PROMPT: Each line with the word "impl" must appear in the answer, copied from the records.

DATA:
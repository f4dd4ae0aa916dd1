//! Software soft limits on commanded position.

use crate::fixed_point::quantize_ticks_i32;

/// Active clamp window in native units. Only exists when both bounds are set.
#[derive(Debug, Clone, Copy, PartialEq)]
pub struct SoftLimit {
    lower: f64,
    upper: f64,
}

impl SoftLimit {
    /// Both bounds are required; a partially configured pair yields `None`
    /// (no clamping). Reversed bounds are reordered.
    pub fn from_bounds(lower: Option<f64>, upper: Option<f64>) -> Option<Self> {
        let (a, b) = (lower?, upper?);
        if !(a.is_finite() && b.is_finite()) {
            return None;
        }
        Some(Self {
            lower: a.min(b),
            upper: a.max(b),
        })
    }

    #[inline]
    pub fn lower(&self) -> f64 {
        self.lower
    }

    #[inline]
    pub fn upper(&self) -> f64 {
        self.upper
    }

    #[inline]
    pub fn contains(&self, target: f64) -> bool {
        (self.lower..=self.upper).contains(&target)
    }

    /// Innermost whole ticks of the window as `(lower, upper)`: the lower
    /// bound rounds up, the upper bound rounds down. A window narrower than
    /// one tick collapses onto its midpoint.
    pub fn tick_bounds(&self) -> (i32, i32) {
        let lo = quantize_ticks_i32(self.lower.ceil());
        let hi = quantize_ticks_i32(self.upper.floor());
        if lo <= hi {
            (lo, hi)
        } else {
            let mid = quantize_ticks_i32((self.lower + self.upper) / 2.0);
            (mid, mid)
        }
    }
}

/// Whole-tick command for `target` that never leaves `limit`.
#[inline]
pub fn quantize_inside(target: f64, limit: Option<&SoftLimit>) -> i32 {
    let ticks = quantize_ticks_i32(target);
    match limit {
        Some(l) => {
            let (lo, hi) = l.tick_bounds();
            ticks.clamp(lo, hi)
        }
        None => ticks,
    }
}

/// Clamp `target` into `limit`; identity when the limit is disabled.
#[inline]
pub fn clamp(target: f64, limit: Option<&SoftLimit>) -> f64 {
    match limit {
        Some(l) => target.min(l.upper).max(l.lower),
        None => target,
    }
}

#[cfg(test)]
mod tests {
    use super::*;

    #[test]
    fn partial_configuration_disables() {
        assert!(SoftLimit::from_bounds(Some(-10.0), None).is_none());
        assert!(SoftLimit::from_bounds(None, Some(10.0)).is_none());
        assert_eq!(clamp(1e9, None), 1e9);
    }

    #[test]
    fn clamps_both_sides() {
        let l = SoftLimit::from_bounds(Some(-3000.0), Some(3000.0)).unwrap();
        assert_eq!(clamp(5000.0, Some(&l)), 3000.0);
        assert_eq!(clamp(-5000.0, Some(&l)), -3000.0);
        assert_eq!(clamp(12.5, Some(&l)), 12.5);
    }

    #[test]
    fn fractional_bounds_quantize_inward() {
        let l = SoftLimit::from_bounds(Some(-227.56), Some(2503.11)).unwrap();
        assert_eq!(l.tick_bounds(), (-227, 2503));
        assert_eq!(quantize_inside(-227.56, Some(&l)), -227);
        assert_eq!(quantize_inside(2503.11, Some(&l)), 2503);
        assert_eq!(quantize_inside(10.6, Some(&l)), 11);
        assert_eq!(quantize_inside(-227.56, None), -228);
    }

    #[test]
    fn sub_tick_window_collapses_to_midpoint() {
        let l = SoftLimit::from_bounds(Some(0.2), Some(0.8)).unwrap();
        assert_eq!(l.tick_bounds(), (1, 1));
    }
}
//! Fixed-period driver for `Turret::periodic`.
//!
//! The control components never read the clock. The runner holds the period,
//! hands the nominal `dt` to every tick and decides what an overrun means.

use std::sync::atomic::{AtomicBool, Ordering};
use std::time::Duration;

use eyre::WrapErr;
use turret_traits::clock::Clock;

use crate::builder::Turret;
use crate::error::{Result, TurretError};
use crate::status::{TurretCommand, TurretTelemetry};
use crate::util::{DEFAULT_PERIOD_MS, dt_seconds, period_from_ms};

/// What to do when a tick runs past its period.
#[derive(Debug, Clone, Copy, PartialEq, Eq, Default)]
pub enum OverrunPolicy {
    /// Log and count it; keep running.
    #[default]
    Warn,
    /// Stop the turret and fail with `TurretError::Overrun`.
    Fatal,
}

#[derive(Debug, Clone)]
pub struct RunParams {
    pub period: Duration,
    /// `None` runs until shutdown is requested.
    pub max_ticks: Option<u64>,
    pub overrun: OverrunPolicy,
}

impl Default for RunParams {
    fn default() -> Self {
        Self {
            period: period_from_ms(DEFAULT_PERIOD_MS),
            max_ticks: None,
            overrun: OverrunPolicy::Warn,
        }
    }
}

impl RunParams {
    pub fn new(period_ms: u64, max_ticks: Option<u64>, overrun: OverrunPolicy) -> Self {
        Self {
            period: period_from_ms(period_ms),
            max_ticks,
            overrun,
        }
    }
}

#[derive(Debug, Clone, Default)]
pub struct RunSummary {
    pub ticks: u64,
    pub overruns: u64,
    pub worst_overrun: Duration,
    pub stopped_by_shutdown: bool,
    pub last: Option<TurretTelemetry>,
}

/// Drive `turret` until `max_ticks` or `shutdown`.
///
/// `next_command` is asked for the command of each tick (0-based);
/// `on_tick` sees every committed snapshot. On any error the turret is
/// brought to a safe stop before the error is returned, and a clean exit
/// also ends with a safe stop.
pub fn run<C, F, G>(
    turret: &mut Turret,
    clock: &C,
    params: &RunParams,
    mut next_command: F,
    mut on_tick: G,
    shutdown: &AtomicBool,
) -> Result<RunSummary>
where
    C: Clock + ?Sized,
    F: FnMut(u64) -> TurretCommand,
    G: FnMut(u64, &TurretTelemetry),
{
    let dt = dt_seconds(params.period);
    let mut summary = RunSummary::default();
    tracing::info!(
        period_ms = params.period.as_millis() as u64,
        max_ticks = params.max_ticks,
        policy = ?params.overrun,
        "run start"
    );

    loop {
        if params.max_ticks.is_some_and(|max| summary.ticks >= max) {
            break;
        }
        if shutdown.load(Ordering::Relaxed) {
            tracing::info!(ticks = summary.ticks, "shutdown requested");
            summary.stopped_by_shutdown = true;
            break;
        }

        let start = clock.now();
        let cmd = next_command(summary.ticks);
        let telemetry = match turret.periodic(dt, &cmd) {
            Ok(t) => t,
            Err(e) => {
                stop_after_error(turret);
                return Err(e).wrap_err_with(|| format!("control tick {}", summary.ticks));
            }
        };
        on_tick(summary.ticks, &telemetry);
        summary.last = Some(telemetry);
        summary.ticks += 1;

        if let Some(over) = clock.sleep_until_period_end(start, params.period) {
            summary.overruns += 1;
            summary.worst_overrun = summary.worst_overrun.max(over);
            match params.overrun {
                OverrunPolicy::Warn => {
                    tracing::warn!(
                        tick = summary.ticks,
                        overrun_us = over.as_micros() as u64,
                        "tick overran period"
                    );
                }
                OverrunPolicy::Fatal => {
                    tracing::error!(
                        tick = summary.ticks,
                        overrun_us = over.as_micros() as u64,
                        "tick overran period"
                    );
                    stop_after_error(turret);
                    return Err(eyre::Report::new(TurretError::Overrun(over)));
                }
            }
        }
    }

    turret.safe_stop().wrap_err("safe stop at end of run")?;
    tracing::info!(
        ticks = summary.ticks,
        overruns = summary.overruns,
        "run complete"
    );
    Ok(summary)
}

fn stop_after_error(turret: &mut Turret) {
    if let Err(e) = turret.safe_stop() {
        tracing::warn!(error = %e, "safe stop failed");
    }
}
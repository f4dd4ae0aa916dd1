use rstest::rstest;
use turret_hardware::error::HwError;
use turret_hardware::{SimPercentOutput, SimPositionActuator, SimVelocityActuator};
use turret_traits::{PercentOutput, PositionActuator, VelocityActuator};

#[rstest]
#[case(5000, 3000)]
#[case(-5000, -3000)]
#[case(1200, 1200)]
fn hardware_limits_clamp_targets(#[case] requested: i32, #[case] accepted: i32) {
    let mut act = SimPositionActuator::new("azimuth", 1e9);
    let probe = act.probe();
    act.configure_soft_limits(3000, -3000).unwrap();
    act.set_position_target(requested).unwrap();
    assert_eq!(probe.last_target(), Some(accepted));
    assert_eq!(probe.hw_limits(), Some((-3000, 3000)));
}

#[test]
fn position_fault_is_typed() {
    let mut act = SimPositionActuator::new("elevation", 10.0);
    let probe = act.probe();
    probe.inject_fault("encoder lost");

    let err = act.set_position_target(1).unwrap_err();
    assert!(matches!(err.downcast_ref::<HwError>(), Some(HwError::Fault(_))));
    let err = act.measured_position().unwrap_err();
    assert!(matches!(
        err.downcast_ref::<HwError>(),
        Some(HwError::Disconnected("elevation"))
    ));

    probe.clear_fault();
    assert!(act.set_position_target(1).is_ok());
}

#[test]
fn velocity_fault_reads_as_timeout() {
    let mut act = SimVelocityActuator::new("flywheel", 1.0);
    let probe = act.probe();
    act.set_velocity_target(900.0).unwrap();
    assert_eq!(probe.measured(), 900.0);
    probe.inject_fault("can bus");
    let err = act.measured_velocity().unwrap_err();
    assert!(matches!(err.downcast_ref::<HwError>(), Some(HwError::Timeout)));
}

#[test]
fn percent_output_saturates_and_counts() {
    let mut out = SimPercentOutput::new("feeder");
    let probe = out.probe();
    out.set_output(1.7).unwrap();
    assert_eq!(probe.output(), 1.0);
    out.set_output(-0.25).unwrap();
    assert_eq!(probe.output(), -0.25);
    assert_eq!(probe.writes(), 2);
}
use assert_cmd::prelude::*;
use predicates::prelude::*;
use rstest::rstest;
use std::fs;
use std::process::Command;
use tempfile::tempdir;

mod common;
use common::{write_trace, write_valid_config};

#[rstest]
#[case(&["--help"], 0, "Usage:", "stdout")]
#[case(&["run", "--ticks", "3"], 0, "run complete: ticks=3", "stdout")]
#[case(&["run", "--ticks", "3", "--fire"], 0, "feeder=Feeding", "stdout")]
#[case(&["run", "--ticks", "2", "--az-rate", "1.0"], 0, "run complete", "stdout")]
#[case(&["self-check"], 0, "self-check ok", "stdout")]
#[case(&["health"], 0, "\"status\":\"ok\"", "stdout")]
#[case(&["run", "--ticks", "abc"], 2, "invalid value", "stderr")]
fn cli_table_cases(
    #[case] args: &[&str],
    #[case] exit_code: i32,
    #[case] needle: &str,
    #[case] stream: &str,
) {
    let dir = tempdir().unwrap();
    let cfg = write_valid_config(&dir);

    let mut cmd = Command::cargo_bin("turret_cli").unwrap();

    // Always include a valid config to avoid relying on default path
    cmd.arg("--config").arg(&cfg);
    for a in args {
        cmd.arg(a);
    }

    let assert = cmd.assert().code(exit_code);
    match stream {
        "stdout" => {
            assert.stdout(predicate::str::contains(needle));
        }
        "stderr" => {
            assert.stderr(predicate::str::contains(needle));
        }
        other => panic!("unknown stream: {other}"),
    }
}

#[rstest]
fn missing_config_file_is_a_config_error() {
    let dir = tempdir().unwrap();
    let mut cmd = Command::cargo_bin("turret_cli").unwrap();
    cmd.arg("--config")
        .arg(dir.path().join("nope.toml"))
        .arg("self-check");

    cmd.assert()
        .code(2)
        .stderr(predicate::str::contains("Configuration is invalid"));
}

#[rstest]
fn out_of_range_feeder_percent_is_rejected() {
    let dir = tempdir().unwrap();
    let cfg = write_valid_config(&dir);
    let text = fs::read_to_string(&cfg)
        .unwrap()
        .replace("output_percent = 0.6", "output_percent = 1.5");
    fs::write(&cfg, text).unwrap();

    let mut cmd = Command::cargo_bin("turret_cli").unwrap();
    cmd.arg("--config").arg(&cfg).arg("run").arg("--ticks").arg("1");

    cmd.assert()
        .code(2)
        .stderr(predicate::str::contains("feeder.output_percent"));
}

#[rstest]
fn cli_reports_bad_vision_trace_header() {
    let dir = tempdir().unwrap();
    let cfg = write_valid_config(&dir);
    let trace = dir.path().join("trace.csv");
    fs::write(&trace, "valid,x,y,fps\ntrue,1.0,1.0,30.0\n").unwrap();

    let mut cmd = Command::cargo_bin("turret_cli").unwrap();
    cmd.arg("--config")
        .arg(&cfg)
        .arg("run")
        .arg("--ticks")
        .arg("1")
        .arg("--auto")
        .arg("--vision-trace")
        .arg(&trace);

    cmd.assert()
        .code(2)
        .stderr(predicate::str::contains("Invalid headers"));
}

#[rstest]
fn json_errors_are_structured() {
    let dir = tempdir().unwrap();
    let mut cmd = Command::cargo_bin("turret_cli").unwrap();
    cmd.arg("--config")
        .arg(dir.path().join("nope.toml"))
        .arg("--json")
        .arg("health");

    let out = cmd.assert().code(2).get_output().stderr.clone();
    let text = String::from_utf8(out).unwrap();
    let line = text.lines().last().unwrap();
    let v: serde_json::Value = serde_json::from_str(line).unwrap();
    assert_eq!(v["reason"], "Config");
    assert!(v["message"].as_str().unwrap().contains("What happened"));
}

#[rstest]
fn auto_run_tracks_a_replayed_target() {
    let dir = tempdir().unwrap();
    let cfg = write_valid_config(&dir);
    let trace = write_trace(&dir, &["true,5.0,2.0,30.0", "true,0.0,0.0,30.0"]);

    let mut cmd = Command::cargo_bin("turret_cli").unwrap();
    cmd.arg("--config")
        .arg(&cfg)
        .arg("run")
        .arg("--ticks")
        .arg("4")
        .arg("--auto")
        .arg("--vision-trace")
        .arg(&trace);

    cmd.assert()
        .success()
        .stdout(predicate::str::contains("az=5.00deg el=2.00deg"));
}
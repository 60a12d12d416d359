use anyhow::Result;
use colored::*;
use pipewright_core::pipeline::Pipeline;

pub async fn execute(pipeline: &Pipeline, task: &str) -> Result<()> {
    println!("{} {}", "Running task".bold(), task.cyan());

    let summary = match pipeline.run(task).await {
        Ok(summary) => summary,
        Err(e) => {
            println!();
            let failed_at = e.failing_step().unwrap_or(task);
            println!(
                "{} {}",
                "✗".red().bold(),
                format!("Task '{}' failed at '{}'", task, failed_at).red().bold()
            );
            if let Some(hint) = super::unknown_task_hint(pipeline, &e) {
                println!("{}", hint);
            }
            // Task and step were named above
            return Err(anyhow::anyhow!("Failed to run task: {}", e.root_cause()));
        }
    };

    if !summary.skipped.is_empty() {
        println!(
            "{} {}",
            "Not run after persistent step:".yellow(),
            summary.skipped.join(", ")
        );
    }

    println!();
    println!(
        "{} {}",
        "✓".green().bold(),
        format!(
            "All tasks completed successfully! ({} steps in {:.1}s)",
            summary.completed.len(),
            summary.elapsed.as_secs_f64()
        )
        .green()
        .bold()
    );

    Ok(())
}
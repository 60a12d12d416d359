use std::path::PathBuf;

use thiserror::Error;

/// The main error type for Pipewright operations
#[derive(Debug, Error)]
pub enum PipelineError {
    #[error("Task '{0}' not found")]
    NotFound(String),

    #[error("Missing configuration for task '{0}'")]
    MissingConfiguration(String),

    #[error("Task cycle detected: {}", .0.join(" -> "))]
    Cycle(Vec<String>),

    #[error("IO error at {}: {source}", .path.display())]
    Io {
        path: PathBuf,
        #[source]
        source: std::io::Error,
    },

    #[error("{tool} failed{}", format_diagnostics(.diagnostics))]
    ExternalTool {
        tool: String,
        diagnostics: Vec<String>,
    },

    #[error("YAML parsing error: {0}")]
    Yaml(#[from] serde_yaml::Error),

    #[error("Configuration error: {0}")]
    Config(String),

    #[error("Task '{task}' stopped at step {stage}/{total} '{step}': {source}")]
    Step {
        task: String,
        step: String,
        stage: usize,
        total: usize,
        #[source]
        source: Box<PipelineError>,
    },
}

impl PipelineError {
    /// Wrap an `std::io::Error` with the path it occurred on
    pub fn io(path: impl Into<PathBuf>, source: std::io::Error) -> Self {
        Self::Io {
            path: path.into(),
            source,
        }
    }

    /// The innermost error, unwrapping step context
    pub fn root_cause(&self) -> &PipelineError {
        match self {
            Self::Step { source, .. } => source.root_cause(),
            other => other,
        }
    }

    /// Name of the primitive step that failed, if the error carries step context
    pub fn failing_step(&self) -> Option<&str> {
        match self {
            Self::Step { step, .. } => Some(step),
            _ => None,
        }
    }
}

fn format_diagnostics(diagnostics: &[String]) -> String {
    if diagnostics.is_empty() {
        String::new()
    } else {
        format!(":\n  {}", diagnostics.join("\n  "))
    }
}

/// Result type alias for Pipewright operations
pub type PipelineResult<T> = Result<T, PipelineError>;
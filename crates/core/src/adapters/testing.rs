//! Instrumented adapters that record invocations instead of launching tools

use std::cell::RefCell;
use std::collections::HashSet;
use std::rc::Rc;

use async_trait::async_trait;

use crate::adapters::{
    Bundler, Compiler, Server, ShellRunner, TestRunner, ToolOutput, Toolbox,
};
use crate::configs::tools::{
    BundlerOptions, CompilerOptions, ServerOptions, ShellOptions, TestRunnerOptions,
};
use crate::types::PipelineResult;

#[derive(Default)]
struct Recorder {
    calls: RefCell<Vec<String>>,
    failing: HashSet<&'static str>,
    stdout: String,
}

impl Recorder {
    fn record(&self, tool: &'static str, detail: String) -> PipelineResult<ToolOutput> {
        self.calls.borrow_mut().push(format!("{}:{}", tool, detail));
        if self.failing.contains(tool) {
            Ok(ToolOutput::failed(Some(1), format!("{} failed", tool)))
        } else {
            Ok(ToolOutput {
                stdout: self.stdout.clone(),
                ..ToolOutput::succeeded()
            })
        }
    }
}

/// Builds a [`Toolbox`] whose adapters log `"<tool>:<detail>"` per call
#[derive(Default)]
pub(crate) struct RecordingToolbox {
    recorder: Rc<Recorder>,
}

struct Recording(Rc<Recorder>);

impl RecordingToolbox {
    pub(crate) fn new() -> Self {
        Self::default()
    }

    /// Make every call to `tool` ("compile", "bundle", "shell", "test", "serve") fail
    pub(crate) fn failing(mut self, tool: &'static str) -> Self {
        if let Some(recorder) = Rc::get_mut(&mut self.recorder) {
            recorder.failing.insert(tool);
        }
        self
    }

    pub(crate) fn with_stdout(mut self, stdout: &str) -> Self {
        if let Some(recorder) = Rc::get_mut(&mut self.recorder) {
            recorder.stdout = stdout.to_string();
        }
        self
    }

    pub(crate) fn toolbox(&self) -> Toolbox {
        Toolbox {
            compiler: Box::new(Recording(self.recorder.clone())),
            bundler: Box::new(Recording(self.recorder.clone())),
            shell: Box::new(Recording(self.recorder.clone())),
            test_runner: Box::new(Recording(self.recorder.clone())),
            server: Box::new(Recording(self.recorder.clone())),
        }
    }

    pub(crate) fn calls(&self) -> Vec<String> {
        self.recorder.calls.borrow().clone()
    }
}

#[async_trait(?Send)]
impl Compiler for Recording {
    async fn compile(&self, options: &CompilerOptions) -> PipelineResult<ToolOutput> {
        self.0.record("compile", options.out_dir.display().to_string())
    }
}

#[async_trait(?Send)]
impl Bundler for Recording {
    async fn bundle(&self, options: &BundlerOptions) -> PipelineResult<ToolOutput> {
        self.0.record("bundle", options.out.display().to_string())
    }
}

#[async_trait(?Send)]
impl ShellRunner for Recording {
    async fn run(&self, options: &ShellOptions) -> PipelineResult<ToolOutput> {
        self.0.record("shell", options.command.to_shell_line())
    }
}

#[async_trait(?Send)]
impl TestRunner for Recording {
    async fn run(&self, options: &TestRunnerOptions) -> PipelineResult<ToolOutput> {
        self.0.record("test", options.config_file.display().to_string())
    }
}

#[async_trait(?Send)]
impl Server for Recording {
    async fn start(&self, options: &ServerOptions) -> PipelineResult<ToolOutput> {
        self.0.record("serve", options.port.to_string())
    }
}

ANSWER:
impl SoftLimit {
impl Default for RunParams {
impl RunParams {
impl PipelineError {
    pub fn io(path: impl Into<PathBuf>, source: std::io::Error) -> Self {
impl Recorder {
impl RecordingToolbox {
impl Compiler for Recording {
impl Bundler for Recording {
impl ShellRunner for Recording {
impl TestRunner for Recording {
impl Server for Recording {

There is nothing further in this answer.